BEGIN

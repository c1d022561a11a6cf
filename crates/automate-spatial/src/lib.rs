//! Automate Spatial -- locations, entity hooks, and connectivity discovery.
//!
//! A [`Location`] is a tile grid of placed objects and floors. Discovery asks
//! the registered [`AutomationFactory`] hooks what each tile is (machine,
//! container, connector, or nothing), then flood-fills adjacent automatable
//! tiles into [`MachineGroup`](automate_core::group::MachineGroup)s.
//!
//! Every placement and removal returns a [`TileChange`] for the caller to hand
//! to the engine's reload queue.

pub mod chest;
pub mod discovery;
pub mod hooks;
pub mod location;
pub mod world;

pub use chest::ChestFactory;
pub use discovery::{DiscoveryConfig, MachineOverride, discover_groups};
pub use hooks::{
    Automatable, AutomationFactory, GroupsChanged, HookId, HookPriority, HookRegistry, TileEntity,
};
pub use location::{Location, ObjectId, PlacedObject, TileChange, TileChangeKind, WorldEntity};
pub use world::World;

use automate_core::error::AutomateError;
use automate_core::id::LocationId;
use automate_core::tile::TilePosition;

/// Errors from placing objects or discovering groups.
#[derive(Debug, thiserror::Error)]
pub enum DiscoveryError {
    #[error("unknown location {0}")]
    UnknownLocation(LocationId),
    #[error("tile {0} is occupied")]
    Occupied(TilePosition),
    #[error("object is not placed in this location")]
    NotPlaced,
    #[error(transparent)]
    Automate(#[from] AutomateError),
}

END

PROBLEM TO WORK ON. Your answer should be the data above, retyped exactly.

EXERCISE RESPONSE.
repository c1d022561a11a6cf
filename crates/automate-spatial/src/lib.rs
//! Automate Spatial -- locations, entity hooks, and connectivity discovery.
//!
//! A [`Location`] is a tile grid of placed objects and floors. Discovery asks
//! the registered [`AutomationFactory`] hooks what each tile is (machine,
//! container, connector, or nothing), then flood-fills adjacent automatable
//! tiles into [`MachineGroup`](automate_core::group::MachineGroup)s.
//!
//! Every placement and removal returns a [`TileChange`] for the caller to hand
//! to the engine's reload queue.

pub mod chest;
pub mod discovery;
pub mod hooks;
pub mod location;
pub mod world;

pub use chest::ChestFactory;
pub use discovery::{DiscoveryConfig, MachineOverride, discover_groups};
pub use hooks::{
    Automatable, AutomationFactory, GroupsChanged, HookId, HookPriority, HookRegistry, TileEntity,
};
pub use location::{Location, ObjectId, PlacedObject, TileChange, TileChangeKind, WorldEntity};
pub use world::World;

use automate_core::error::AutomateError;
use automate_core::id::LocationId;
use automate_core::tile::TilePosition;

/// Errors from placing objects or discovering groups.
#[derive(Debug, thiserror::Error)]
pub enum DiscoveryError {
    #[error("unknown location {0}")]
    UnknownLocation(LocationId),
    #[error("tile {0} is occupied")]
    Occupied(TilePosition),
    #[error("object is not placed in this location")]
    NotPlaced,
    #[error(transparent)]
    Automate(#[from] AutomateError),
}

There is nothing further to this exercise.